The data.
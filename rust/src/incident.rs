use std::collections::{BTreeSet, HashSet};

use chrono::{DateTime, Utc};
use serde::{Deserialize, Serialize};

use crate::geo::Coordinate;

/// One active incident report as fetched from the reports service.
///
/// Read-only inside the core; a refetch replaces the whole list.
#[derive(Debug, Clone, PartialEq, Serialize, Deserialize)]
pub struct Incident {
    pub id: String,
    pub title: String,
    pub description: String,
    pub coordinate: Coordinate,
    pub categories: BTreeSet<String>,
    pub created_at: DateTime<Utc>,
    pub media_refs: Vec<String>,
}

/// Wire shape of a report record.
#[derive(Debug, Clone, Deserialize)]
#[serde(rename_all = "camelCase")]
struct IncidentRecord {
    id: String,
    #[serde(default)]
    title: String,
    #[serde(default)]
    description: String,
    latitude: f64,
    longitude: f64,
    #[serde(default)]
    categories: Vec<String>,
    created_at: DateTime<Utc>,
    #[serde(default)]
    media_urls: Vec<String>,
}

#[derive(Debug, thiserror::Error)]
pub enum FetchError {
    #[error("request failed: {0}")]
    Http(String),
    #[error("unexpected status {0}")]
    Status(u16),
    #[error("malformed incident list: {0}")]
    Decode(#[from] serde_json::Error),
    #[error("network disabled")]
    NetworkDisabled,
}

/// Decodes a JSON array of report records.
///
/// Only a body that is not a record array at all is an error; bad records
/// inside it are dropped by [`incidents_from_records`].
pub fn parse_incident_records(body: &[u8]) -> Result<Vec<Incident>, FetchError> {
    let records: Vec<serde_json::Value> = serde_json::from_slice(body)?;
    Ok(incidents_from_records(records))
}

/// Converts already-decoded report records.
///
/// A record that does not match the wire shape, has out-of-range coordinates
/// or a blank id is skipped with a warning; a duplicate id keeps the first
/// occurrence.
pub fn incidents_from_records(records: Vec<serde_json::Value>) -> Vec<Incident> {
    let mut seen: HashSet<String> = HashSet::new();
    let mut out = Vec::with_capacity(records.len());
    for (index, value) in records.into_iter().enumerate() {
        let record: IncidentRecord = match serde_json::from_value(value) {
            Ok(r) => r,
            Err(e) => {
                tracing::warn!(index, %e, "skipping malformed incident record");
                continue;
            }
        };
        let id = record.id.trim().to_string();
        if id.is_empty() {
            tracing::warn!("skipping incident record with blank id");
            continue;
        }
        let coordinate = match Coordinate::new(record.latitude, record.longitude) {
            Ok(c) => c,
            Err(e) => {
                tracing::warn!(incident_id = %id, %e, "skipping incident with invalid coordinate");
                continue;
            }
        };
        if !seen.insert(id.clone()) {
            tracing::warn!(incident_id = %id, "duplicate incident id; keeping first");
            continue;
        }
        out.push(Incident {
            id,
            title: record.title,
            description: record.description,
            coordinate,
            categories: record
                .categories
                .into_iter()
                .map(|c| c.trim().to_string())
                .filter(|c| !c.is_empty())
                .collect(),
            created_at: record.created_at,
            media_refs: record.media_urls,
        });
    }
    out
}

Work request. Looking at the records above, which lines contain "BTreeSet"? Copy those lines.

Exercise answer.
use std::collections::{BTreeSet, HashSet};
    pub categories: BTreeSet<String>,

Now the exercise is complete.